20. August 2018

Theologisch konservative Protestanten kritisieren „Papstschelte“

Quelle: idea.de

Der Vorsitzende der Internationalen Konferenz Bekennender Gemeinschaften, Pastor Ulrich Rüß.

Der Vorsitzende der Internationalen Konferenz Bekennender Gemeinschaften, Pastor Ulrich Rüß.

Berlin/Hamburg (idea) – Theologisch konservative Protestanten haben die „Papstschelte“ im Vorfeld des am 22. September beginnenden Deutschlandbesuchs scharf kritisiert. Mit einer „nie dagewesenen Hetze und Gehässigkeit“ hätten Medien und Teile der Politik Benedikt XVI. in die Nähe eines Diktators und Menschenrechtsverletzers gerückt, sagte der Vorsitzende der Internationalen Konferenz Bekennender Gemeinschaften, Pastor Ulrich Rüß (Hamburg), am 21. September gegenüber idea.

Die Angriffe richteten sich nicht nur gegen die römisch-katholische Kirche, sondern gegen „alle Christen, die ihren Glauben wider den Hauptstrom des Zeitgeistes klar bekennen“. Rüß kritisiert auch die rund 100 Bundestagsabgeordneten von SPD, Bündnis 90/Die Grünen und der Partei „Die Linke“, die der Rede des Papst am 22. September im Deutschen Bundestag aus Protest fernbleiben wollen. Dies sei „schlechter demokratischer Stil und peinlich“, da der Papst mit Zustimmung aller Fraktionen zu der Rede eingeladen worden sei. Selbsternannte „Gralshüter der Toleranz“ entlarvten sich in ihrer „puren Kirchenfeindlichkeit und Intoleranz“.

Bemühungen des Papstes werden „leider oft verkannt“

Die Internationale Konferenz Bekennender Gemeinschaften richtete eine Grußbotschaft an das katholische Kirchenoberhaupt. Darin heißt es: „Es ist für uns eine große Freude und Ehre, dass Sie das Land der Reformation besuchen und diesen Besuch nicht nur zur Stärkung der Gläubigen Ihrer Kirche nutzen wollen, sondern auch dazu, die geistlichen Beziehungen zu den Christen anderer Kirchen zu pflegen und zu vertiefen. Die Bekennenden Gemeinschaften begrüßten die „leider oft verkannten Bemühungen“ des Papstes „um eine nachhaltige und volle Einheit aller, die an den dreieinigen Gott und an Jesus Christus als Herrn und Erlöser glauben“. Besonders die beiden Jesusbücher von Benedikt XVI. hätten „einen tiefen und überaus positiven Eindruck auch bei vielen Christen hinterlassen“, die der katholischen Kirche nicht angehören.

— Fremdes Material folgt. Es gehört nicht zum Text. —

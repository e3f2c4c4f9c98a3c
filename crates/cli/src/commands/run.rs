//! `run` command implementation.

use anyhow::{Context, Result};
use std::time::Duration;
use tracing::{info, warn};

use crate::cli::RunArgs;
use crate::error::CliError;
use crate::pipeline::{load_script, Pipeline, PipelineConfig, PipelineStats};

/// Execute the `run` command
pub async fn run_pipeline(args: &RunArgs) -> Result<()> {
    info!(config = %args.config.display(), "Loading configuration");

    if !args.config.exists() {
        return Err(CliError::config_not_found(&args.config).into());
    }

    let mut blueprint = config_loader::ConfigLoader::load_from_path(&args.config)
        .with_context(|| format!("Failed to load config from {}", args.config.display()))?;

    // Apply CLI overrides
    if let Some(ref link) = args.link {
        info!(link = %link, "Overriding link address from CLI");
        blueprint.link.address = link.clone();
    }
    if let Some(port) = args.stream_port {
        info!(port, "Overriding stream port from CLI");
        blueprint.stream.port = port;
    }
    config_loader::ConfigLoader::validate(&blueprint).context("Invalid CLI overrides")?;

    info!(
        link = %blueprint.link.address,
        stream = %format!("{}:{}", blueprint.stream.host, blueprint.stream.port),
        terrain = ?blueprint.projection.terrain,
        sinks = blueprint.sinks.len(),
        "Configuration loaded"
    );

    let commands = match args.commands {
        Some(ref path) => {
            let script = load_script(path)?;
            info!(path = %path.display(), steps = script.len(), "Command script loaded");
            script
        }
        None => Vec::new(),
    };

    if args.dry_run {
        info!("Dry run mode - configuration is valid, exiting");
        print_config_summary(&blueprint, commands.len());
        return Ok(());
    }

    let pipeline_config = PipelineConfig {
        blueprint,
        max_iterations: (args.max_iterations > 0).then_some(args.max_iterations),
        timeout: (args.timeout > 0).then(|| Duration::from_secs(args.timeout)),
        targets: args.targets,
        commands,
        metrics_port: (args.metrics_port > 0).then_some(args.metrics_port),
    };

    info!("Starting pipeline...");
    let stats: PipelineStats = Pipeline::new(pipeline_config)
        .run(shutdown_signal())
        .await
        .context("Pipeline execution failed")?;

    info!(
        published = stats.analysis.published,
        skipped = stats.analysis.skipped,
        duration_secs = stats.duration.as_secs_f64(),
        "Pipeline completed"
    );
    stats.print_summary();

    info!("geotrack finished");
    Ok(())
}

/// Resolve on Ctrl+C or SIGTERM
///
/// If a handler cannot be installed the corresponding branch never fires.
async fn shutdown_signal() {
    let ctrl_c = async {
        if let Err(e) = tokio::signal::ctrl_c().await {
            warn!(error = %e, "Failed to listen for Ctrl+C");
            std::future::pending::<()>().await;
        }
    };

    #[cfg(unix)]
    let terminate = async {
        match tokio::signal::unix::signal(tokio::signal::unix::SignalKind::terminate()) {
            Ok(mut signal) => {
                signal.recv().await;
            }
            Err(e) => {
                warn!(error = %e, "Failed to install SIGTERM handler");
                std::future::pending::<()>().await;
            }
        }
    };

    #[cfg(not(unix))]
    let terminate = std::future::pending::<()>();

    tokio::select! {
        _ = ctrl_c => warn!("Received Ctrl+C, stopping pipeline..."),
        _ = terminate => warn!("Received SIGTERM, stopping pipeline..."),
    }
}

/// Print configuration summary for dry-run mode
fn print_config_summary(blueprint: &contracts::MissionBlueprint, command_steps: usize) {
    println!("\n=== Configuration Summary ===\n");
    println!("Link: {} ({} Hz)", blueprint.link.address, blueprint.link.telemetry_rate_hz);
    println!(
        "Stream: {}:{} {}x{} @ {} Hz",
        blueprint.stream.host,
        blueprint.stream.port,
        blueprint.stream.width,
        blueprint.stream.height,
        blueprint.stream.frame_rate_hz
    );

    let settings = &blueprint.analysis.settings;
    println!("\nDetection:");
    println!("  Confidence threshold: {}", settings.confidence_threshold);
    println!("  Max detections: {}", settings.max_detections);

    println!("\nProjection:");
    println!("  Terrain: {:?}", blueprint.projection.terrain);
    println!("  Coverage: {:?}", blueprint.projection.coverage);
    println!("  Orientation: {:?}", blueprint.projection.orientation);

    if !blueprint.sinks.is_empty() {
        println!("\nSinks ({}):", blueprint.sinks.len());
        for sink in &blueprint.sinks {
            println!("  - {} ({:?})", sink.name, sink.sink_type);
        }
    }

    if command_steps > 0 {
        println!("\nScripted commands: {}", command_steps);
    }

    println!();
}
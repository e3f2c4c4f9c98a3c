//! Runtime-adjustable detection settings

use std::collections::BTreeSet;

use serde::{Deserialize, Serialize};
use validator::Validate;

use crate::{ClassId, ContractError};

/// Detection settings, adjustable while the analysis loop runs
#[derive(Debug, Clone, PartialEq, Serialize, Deserialize, Validate)]
pub struct DetectionSettings {
    /// Minimum detection confidence
    #[validate(range(min = 0.0, max = 1.0))]
    #[serde(default = "default_confidence_threshold")]
    pub confidence_threshold: f32,

    /// IoU threshold used by the detector's non-maximum suppression
    #[validate(range(min = 0.0, max = 1.0))]
    #[serde(default = "default_iou_threshold")]
    pub iou_threshold: f32,

    /// Maximum detections per frame
    #[validate(range(min = 1))]
    #[serde(default = "default_max_detections")]
    pub max_detections: usize,

    /// Class ids never reported
    #[serde(default)]
    pub excluded_classes: BTreeSet<ClassId>,
}

fn default_confidence_threshold() -> f32 {
    0.25
}

fn default_iou_threshold() -> f32 {
    0.5
}

fn default_max_detections() -> usize {
    10
}

impl Default for DetectionSettings {
    fn default() -> Self {
        Self {
            confidence_threshold: default_confidence_threshold(),
            iou_threshold: default_iou_threshold(),
            max_detections: default_max_detections(),
            excluded_classes: BTreeSet::new(),
        }
    }
}

impl DetectionSettings {
    /// Validate ranges, reporting the first offending field
    pub fn check(&self) -> Result<(), ContractError> {
        if let Some(field) = self.non_finite_threshold() {
            return Err(ContractError::config_validation(
                field,
                format!("{field} must be a number within [0, 1]"),
            ));
        }
        self.validate().map_err(|errors| {
            let field = errors
                .field_errors()
                .keys()
                .next()
                .map(|k| k.to_string())
                .unwrap_or_else(|| "analysis".to_string());
            ContractError::config_validation(field, errors.to_string())
        })
    }

    /// First threshold holding NaN or an infinity
    ///
    /// `range` validation compares with `<` and `>`, which NaN passes.
    pub fn non_finite_threshold(&self) -> Option<&'static str> {
        if !self.confidence_threshold.is_finite() {
            Some("confidence_threshold")
        } else if !self.iou_threshold.is_finite() {
            Some("iou_threshold")
        } else {
            None
        }
    }

    /// Classes the detector may report, given its full class list.
    ///
    /// `None` means "no restriction".
    pub fn allowed_classes(&self, available: &[ClassId]) -> Option<BTreeSet<ClassId>> {
        if self.excluded_classes.is_empty() {
            return None;
        }
        Some(
            available
                .iter()
                .copied()
                .filter(|c| !self.excluded_classes.contains(c))
                .collect(),
        )
    }
}

#[cfg(test)]
mod tests {
    use super::*;

    #[test]
    fn test_defaults_are_valid() {
        assert!(DetectionSettings::default().check().is_ok());
    }

    #[test]
    fn test_confidence_out_of_range() {
        let settings = DetectionSettings {
            confidence_threshold: 1.5,
            ..Default::default()
        };
        let err = settings.check().unwrap_err().to_string();
        assert!(err.contains("confidence_threshold"), "got: {err}");
    }

    #[test]
    fn test_nan_thresholds_rejected() {
        let settings = DetectionSettings {
            confidence_threshold: f32::NAN,
            ..Default::default()
        };
        let err = settings.check().unwrap_err().to_string();
        assert!(err.contains("confidence_threshold"), "got: {err}");

        let settings = DetectionSettings {
            iou_threshold: f32::INFINITY,
            ..Default::default()
        };
        let err = settings.check().unwrap_err().to_string();
        assert!(err.contains("iou_threshold"), "got: {err}");
    }

    #[test]
    fn test_zero_max_detections_rejected() {
        let settings = DetectionSettings {
            max_detections: 0,
            ..Default::default()
        };
        assert!(settings.check().is_err());
    }

    #[test]
    fn test_allowed_classes() {
        let settings = DetectionSettings {
            excluded_classes: BTreeSet::from([2, 5]),
            ..Default::default()
        };
        let allowed = settings.allowed_classes(&[0, 1, 2, 3, 4, 5]).unwrap();
        assert_eq!(allowed, BTreeSet::from([0, 1, 3, 4]));

        assert!(DetectionSettings::default()
            .allowed_classes(&[0, 1])
            .is_none());
    }
}
//! WGS-84 local offset conversions
//!
//! Horizontal offsets are small compared to the earth's radius, so a local
//! tangent plane at the origin latitude is used: north offsets scale with the
//! meridional radius and east offsets with the prime-vertical radius.

/// Semi-major axis (m)
pub const WGS84_A: f64 = 6_378_137.0;

/// Flattening
pub const WGS84_F: f64 = 1.0 / 298.257_223_563;

/// First eccentricity squared
pub const WGS84_E2: f64 = WGS84_F * (2.0 - WGS84_F);

/// Meridional radius of curvature at a latitude (degrees)
pub fn meridional_radius(latitude: f64) -> f64 {
    let s = latitude.to_radians().sin();
    WGS84_A * (1.0 - WGS84_E2) / (1.0 - WGS84_E2 * s * s).powf(1.5)
}

/// Prime-vertical radius of curvature at a latitude (degrees)
pub fn prime_vertical_radius(latitude: f64) -> f64 {
    let s = latitude.to_radians().sin();
    WGS84_A / (1.0 - WGS84_E2 * s * s).sqrt()
}

/// Shift a coordinate by `north` / `east` metres
pub fn offset_to_geodetic(latitude: f64, longitude: f64, north: f64, east: f64) -> (f64, f64) {
    let d_lat = north / meridional_radius(latitude);
    let cos_lat = latitude.to_radians().cos().max(1e-12);
    let d_lon = east / (prime_vertical_radius(latitude) * cos_lat);
    (
        latitude + d_lat.to_degrees(),
        longitude + d_lon.to_degrees(),
    )
}

/// North / east metres from an origin to a nearby coordinate
pub fn geodetic_to_offset(
    origin_latitude: f64,
    origin_longitude: f64,
    latitude: f64,
    longitude: f64,
) -> (f64, f64) {
    let north = (latitude - origin_latitude).to_radians() * meridional_radius(origin_latitude);
    let east = (longitude - origin_longitude).to_radians()
        * prime_vertical_radius(origin_latitude)
        * origin_latitude.to_radians().cos();
    (north, east)
}
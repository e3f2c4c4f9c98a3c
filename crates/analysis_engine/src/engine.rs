//! Analysis loop implementation.

use std::collections::HashSet;
use std::fmt;
use std::sync::atomic::{AtomicBool, AtomicU64, Ordering};
use std::sync::Arc;
use std::thread::{self, JoinHandle};
use std::time::{Duration, Instant};

use chrono::{DateTime, TimeDelta, Utc};
use contracts::{
    AnalysisConfig, AnalysisSnapshot, CameraFrame, ContractError, Detection, DetectionParams,
    Detector, IterationMeta, StageFailure, TelemetryChannel, Track, TrackedObject, Tracker,
    VehicleState,
};
use geolocation::{GeoProjector, Projection};
use ingestion::{LatestCell, TelemetrySource, VideoSource};
use observability::{
    record_iteration, record_iteration_skipped, IterationMetricsAggregator, MetricsSummary,
};
use tracing::{debug, info, instrument, trace, warn};

use crate::{AnalysisError, Result, SettingsHandle};

/// Loop tuning
#[derive(Debug, Clone)]
pub struct AnalysisLoopConfig {
    /// Thread name used by [`AnalysisLoop::spawn`]
    pub name: String,

    /// Sleep after an iteration that published nothing
    pub idle_backoff: Duration,

    /// Do not re-run detection on a frame whose sequence was already
    /// analysed; its tracks are re-projected with fresh telemetry instead
    pub skip_repeated_frames: bool,
}

impl Default for AnalysisLoopConfig {
    fn default() -> Self {
        Self {
            name: "analysis".to_string(),
            idle_backoff: Duration::from_millis(10),
            skip_repeated_frames: true,
        }
    }
}

impl From<&AnalysisConfig> for AnalysisLoopConfig {
    fn from(config: &AnalysisConfig) -> Self {
        Self {
            idle_backoff: config.idle_backoff(),
            skip_repeated_frames: config.skip_repeated_frames,
            ..Default::default()
        }
    }
}

/// Why an iteration published nothing
#[derive(Debug, Clone, Copy, PartialEq, Eq)]
pub enum SkipReason {
    /// A telemetry channel has never delivered a sample
    TelemetryUnavailable(TelemetryChannel),
    /// No frame has been decoded yet
    NoFrame,
    /// Neither the frame nor the telemetry changed since the last snapshot
    StaleFrame,
    /// The loop is disabled
    Disabled,
}

impl SkipReason {
    /// Metric label
    pub fn as_str(&self) -> &'static str {
        match self {
            Self::TelemetryUnavailable(_) => "telemetry_unavailable",
            Self::NoFrame => "no_frame",
            Self::StaleFrame => "stale_frame",
            Self::Disabled => "disabled",
        }
    }
}

impl fmt::Display for SkipReason {
    fn fmt(&self, f: &mut fmt::Formatter<'_>) -> fmt::Result {
        match self {
            Self::TelemetryUnavailable(channel) => write!(f, "no {channel} telemetry yet"),
            other => f.write_str(other.as_str()),
        }
    }
}

/// Result of one [`AnalysisLoop::run_iteration`] call
#[derive(Debug, Clone, PartialEq)]
pub enum IterationOutcome {
    /// A snapshot was published
    Published(IterationMeta),
    /// Nothing was published; try again after the backoff
    Skipped(SkipReason),
    /// Stop was requested
    Stopped,
}
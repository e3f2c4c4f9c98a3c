//! CLI argument definitions using clap.

use clap::{Parser, Subcommand, ValueEnum};
use std::path::PathBuf;

/// geotrack - detect, track and geolocate ground objects from a UAV camera
#[derive(Parser, Debug)]
#[command(
    name = "geotrack",
    author,
    version,
    about = "UAV perception-to-geolocation pipeline",
    long_about = "Reads vehicle telemetry and a camera stream, detects and tracks objects,\n\
                  projects every track onto the terrain and publishes geo-referenced\n\
                  snapshots to the configured sinks. Operator commands can be replayed\n\
                  from a script against the vehicle link."
)]
pub struct Cli {
    /// Increase logging verbosity (-v for debug, -vv for trace)
    #[arg(short, long, action = clap::ArgAction::Count, global = true, env = "GEOTRACK_VERBOSE")]
    pub verbose: u8,

    /// Suppress all output except warnings and errors
    #[arg(short, long, global = true, conflicts_with = "verbose")]
    pub quiet: bool,

    /// Log output format
    #[arg(
        long,
        value_enum,
        default_value = "pretty",
        global = true,
        env = "GEOTRACK_LOG_FORMAT"
    )]
    pub log_format: LogFormat,

    #[command(subcommand)]
    pub command: Commands,
}

/// Available CLI commands
#[derive(Subcommand, Debug)]
pub enum Commands {
    /// Run the analysis pipeline
    Run(RunArgs),

    /// Validate configuration file without running
    Validate(ValidateArgs),

    /// Display configuration information
    Info(InfoArgs),
}

/// Arguments for the `run` command
#[derive(Parser, Debug, Clone)]
pub struct RunArgs {
    /// Path to configuration file (TOML or JSON)
    #[arg(
        short,
        long,
        default_value = "geotrack.toml",
        env = "GEOTRACK_CONFIG"
    )]
    pub config: PathBuf,

    /// Override the vehicle link address from configuration
    #[arg(long, env = "GEOTRACK_LINK")]
    pub link: Option<String>,

    /// Override the video stream port from configuration
    #[arg(long, env = "GEOTRACK_STREAM_PORT")]
    pub stream_port: Option<u16>,

    /// Stop after this many published snapshots (0 = unlimited)
    #[arg(long, default_value = "0", env = "GEOTRACK_MAX_ITERATIONS")]
    pub max_iterations: u64,

    /// Pipeline timeout in seconds (0 = no timeout)
    #[arg(long, default_value = "0", env = "GEOTRACK_TIMEOUT")]
    pub timeout: u64,

    /// Validate configuration and exit without running pipeline
    #[arg(long)]
    pub dry_run: bool,

    /// Number of synthetic targets produced by the scripted detector
    #[arg(long, default_value = "3")]
    pub targets: usize,

    /// JSON file of operator commands to replay during the run
    #[arg(long, env = "GEOTRACK_COMMANDS")]
    pub commands: Option<PathBuf>,

    /// Metrics server port (0 = disabled)
    #[arg(long, default_value = "0", env = "GEOTRACK_METRICS_PORT")]
    pub metrics_port: u16,
}

/// Arguments for the `validate` command
#[derive(Parser, Debug)]
pub struct ValidateArgs {
    /// Path to configuration file to validate
    #[arg(short, long, default_value = "geotrack.toml")]
    pub config: PathBuf,

    /// Output validation result as JSON
    #[arg(long)]
    pub json: bool,
}

/// Arguments for the `info` command
#[derive(Parser, Debug)]
pub struct InfoArgs {
    /// Path to configuration file
    #[arg(short, long, default_value = "geotrack.toml")]
    pub config: PathBuf,

    /// Output as JSON
    #[arg(long)]
    pub json: bool,

    /// Show sink configuration
    #[arg(long)]
    pub sinks: bool,
}

/// Log output format
#[derive(ValueEnum, Clone, Copy, Debug, Default)]
pub enum LogFormat {
    /// JSON structured logging
    Json,
    /// Human-readable pretty format
    #[default]
    Pretty,
    /// Compact single-line format
    Compact,
}

impl From<LogFormat> for observability::LogFormat {
    fn from(format: LogFormat) -> Self {
        match format {
            LogFormat::Json => Self::Json,
            LogFormat::Pretty => Self::Pretty,
            LogFormat::Compact => Self::Compact,
        }
    }
}

#[cfg(test)]
mod tests {
    use super::*;

    #[test]
    fn test_run_defaults() {
        let cli = Cli::parse_from(["geotrack", "run"]);
        let Commands::Run(args) = cli.command else {
            panic!("expected run");
        };
        assert_eq!(args.config, PathBuf::from("geotrack.toml"));
        assert_eq!(args.max_iterations, 0);
        assert_eq!(args.targets, 3);
        assert!(args.commands.is_none());
    }

    #[test]
    fn test_global_flags_after_subcommand() {
        let cli = Cli::parse_from([
            "geotrack",
            "validate",
            "-c",
            "mission.json",
            "--json",
            "-vv",
            "--log-format",
            "compact",
        ]);
        assert_eq!(cli.verbose, 2);
        assert!(matches!(cli.log_format, LogFormat::Compact));
        assert!(matches!(cli.command, Commands::Validate(ref a) if a.json));
    }

    #[test]
    fn test_quiet_conflicts_with_verbose() {
        assert!(Cli::try_parse_from(["geotrack", "-q", "-v", "info"]).is_err());
    }
}
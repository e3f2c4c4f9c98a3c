//! AnalysisSnapshot - AnalysisLoop output
//!
//! The single published result unit. Immutable once published; the next
//! publish replaces it as a whole.

use std::sync::Arc;

use chrono::{DateTime, Utc};
use serde::{Deserialize, Serialize};

use crate::{CameraFrame, GeoPoint, Track, TrackId, VehicleState};

/// Track with its resolved ground position
#[derive(Debug, Clone, Copy, PartialEq, Serialize, Deserialize)]
pub struct TrackedObject {
    pub track: Track,
    pub location: GeoPoint,
}

/// Stage that failed during an iteration which still published telemetry
#[derive(Debug, Clone, PartialEq, Eq, Serialize, Deserialize)]
#[serde(tag = "stage", content = "message", rename_all = "snake_case")]
pub enum StageFailure {
    Detection(String),
    Tracking(String),
}

/// Published analysis result
#[derive(Debug, Clone)]
pub struct AnalysisSnapshot {
    /// Publish time (strictly increasing across publishes)
    pub timestamp: DateTime<Utc>,

    /// Publish sequence number (monotonically increasing)
    pub sequence: u64,

    /// Telemetry used for this iteration
    pub vehicle_state: VehicleState,

    /// Frame analysed in this iteration
    pub camera_frame: Arc<CameraFrame>,

    /// Resolved tracks, at most one entry per track id
    pub tracks: Vec<TrackedObject>,

    /// Set when detection or tracking failed and `tracks` is empty because of it
    pub stage_failure: Option<StageFailure>,
}

impl AnalysisSnapshot {
    /// Ground position of a track present in this snapshot
    pub fn locate(&self, track_id: TrackId) -> Option<GeoPoint> {
        self.tracks
            .iter()
            .find(|t| t.track.id == track_id)
            .map(|t| t.location)
    }

    /// Track ids present in this snapshot
    pub fn track_ids(&self) -> impl Iterator<Item = TrackId> + '_ {
        self.tracks.iter().map(|t| t.track.id)
    }

    /// Serializable summary without pixel data
    pub fn to_record(&self) -> SnapshotRecord {
        SnapshotRecord {
            timestamp: self.timestamp,
            sequence: self.sequence,
            vehicle_state: self.vehicle_state,
            frame: FrameInfo {
                sequence: self.camera_frame.sequence,
                width: self.camera_frame.width,
                height: self.camera_frame.height,
                fov_horizontal: self.camera_frame.fov_horizontal,
                fov_vertical: self.camera_frame.fov_vertical(),
            },
            tracks: self.tracks.clone(),
            stage_failure: self.stage_failure.clone(),
        }
    }
}

/// Serializable form of a snapshot, as handed to storage / network sinks
#[derive(Debug, Clone, Serialize, Deserialize)]
pub struct SnapshotRecord {
    pub timestamp: DateTime<Utc>,
    pub sequence: u64,
    pub vehicle_state: VehicleState,
    pub frame: FrameInfo,
    pub tracks: Vec<TrackedObject>,
    #[serde(default, skip_serializing_if = "Option::is_none")]
    pub stage_failure: Option<StageFailure>,
}

/// Frame metadata carried by a record
#[derive(Debug, Clone, Copy, Serialize, Deserialize)]
pub struct FrameInfo {
    pub sequence: u64,
    pub width: u32,
    pub height: u32,
    pub fov_horizontal: f64,
    pub fov_vertical: f64,
}

#[cfg(test)]
mod tests {
    use super::*;
    use crate::{BoundingBox, PixelFormat};
    use bytes::Bytes;

    fn sample_snapshot() -> AnalysisSnapshot {
        let frame = CameraFrame::new(Bytes::new(), 640, 480, PixelFormat::Rgb8, 1.0);
        AnalysisSnapshot {
            timestamp: Utc::now(),
            sequence: 7,
            vehicle_state: VehicleState::default(),
            camera_frame: Arc::new(frame),
            tracks: vec![TrackedObject {
                track: Track {
                    id: 3,
                    bbox: BoundingBox::new(10.0, 10.0, 20.0, 20.0),
                    class_id: 1,
                },
                location: GeoPoint::new(-35.3, 149.1, 580.0),
            }],
            stage_failure: None,
        }
    }

    #[test]
    fn test_locate_present_and_absent() {
        let snapshot = sample_snapshot();
        assert_eq!(
            snapshot.locate(3),
            Some(GeoPoint::new(-35.3, 149.1, 580.0))
        );
        assert_eq!(snapshot.locate(4), None);
    }

    #[test]
    fn test_record_serializes_without_pixels() {
        let record = sample_snapshot().to_record();
        let json = serde_json::to_string(&record).unwrap();
        assert!(json.contains("\"sequence\":7"));
        assert!(!json.contains("pixels"));
        assert!(!json.contains("stage_failure"));
    }

    #[test]
    fn test_stage_failure_serialization() {
        let failure = StageFailure::Detection("timeout".into());
        let json = serde_json::to_string(&failure).unwrap();
        assert_eq!(json, r#"{"stage":"detection","message":"timeout"}"#);
    }
}
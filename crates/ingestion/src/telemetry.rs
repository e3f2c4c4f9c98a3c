//! TelemetrySource - freshest attitude, position and gimbal values
//!
//! Each channel is an independent latest-value cell. Samples overwrite;
//! nothing is queued.

use contracts::{
    Attitude, ContractError, GimbalOrientation, GlobalPosition, TelemetryChannel,
    TelemetrySample, VehicleState,
};

use crate::cell::LatestCell;

/// Latest telemetry per channel
///
/// Cheap to clone; clones share the same cells.
#[derive(Debug, Clone, Default)]
pub struct TelemetrySource {
    attitude: LatestCell<Attitude>,
    position: LatestCell<GlobalPosition>,
    gimbal: LatestCell<GimbalOrientation>,
}

impl TelemetrySource {
    pub fn new() -> Self {
        Self::default()
    }

    /// Store a decoded sample in its channel's cell
    pub fn ingest(&self, sample: TelemetrySample) {
        match sample {
            TelemetrySample::Attitude(v) => self.attitude.publish(v),
            TelemetrySample::Position(v) => self.position.publish(v),
            TelemetrySample::Gimbal(v) => self.gimbal.publish(v),
        }
    }

    pub fn latest_attitude(&self) -> Option<Attitude> {
        self.attitude.latest().map(|v| *v)
    }

    pub fn latest_position(&self) -> Option<GlobalPosition> {
        self.position.latest().map(|v| *v)
    }

    pub fn latest_gimbal(&self) -> Option<GimbalOrientation> {
        self.gimbal.latest().map(|v| *v)
    }

    /// Read all three channels for one analysis iteration
    ///
    /// # Errors
    /// `TelemetryUnavailable` naming the first channel that never reported
    pub fn vehicle_state(&self) -> Result<VehicleState, ContractError> {
        let attitude = self.latest_attitude().ok_or(ContractError::TelemetryUnavailable {
            channel: TelemetryChannel::Attitude,
        })?;
        let position = self.latest_position().ok_or(ContractError::TelemetryUnavailable {
            channel: TelemetryChannel::Position,
        })?;
        let gimbal = self.latest_gimbal().ok_or(ContractError::TelemetryUnavailable {
            channel: TelemetryChannel::Gimbal,
        })?;
        Ok(VehicleState {
            attitude,
            position,
            gimbal,
        })
    }
}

Worin sich Bekennende Christen und der Papst einig

Viele bekennende Christen unterschiedlichster Kirchen und Konfessionen unterstützten auch den engagierten Einsatz des Papstes für eine Neuevangelisierung Europas, den Schutz von Ehe und Familie und das unantastbare Lebensrecht aller Menschen. Abschließend heißt es: „Wir wünschen Ihnen von Herzen einen reich gesegneten, frohen und bewahrten Aufenthalt in Deutschland. Mögen durch Ihren Dienst der Verkündigung und Lehre hier und anderswo noch viele Menschen gesegnet, im Glauben gestärkt und zum Glauben geführt werden!“ Unterzeichner der Grußbotschaft sind neben dem Vorsitzenden der Internationalen Konferenz Bekennender Gemeinschaft, Pastor Rüß, dessen Stellvertreter Andreas Späth (Bad Windsbach/Mittelfranken), der Ehrenvorsitzende Prof. Peter Beyerhaus (Gomaringen bei Reutlingen) und der Vorsitzende der Theologischen Kommission der Konferenz, der Pfarrer und Dozent Werner Neuer (Bettingen bei Basel). In dem Zusammenschluss engagieren sich evangelische Christen in Zusammenarbeit mit katholischen und orthodoxen Kräften für eine „christozentrisch-trinitarische Bekenntnis-Ökumene“.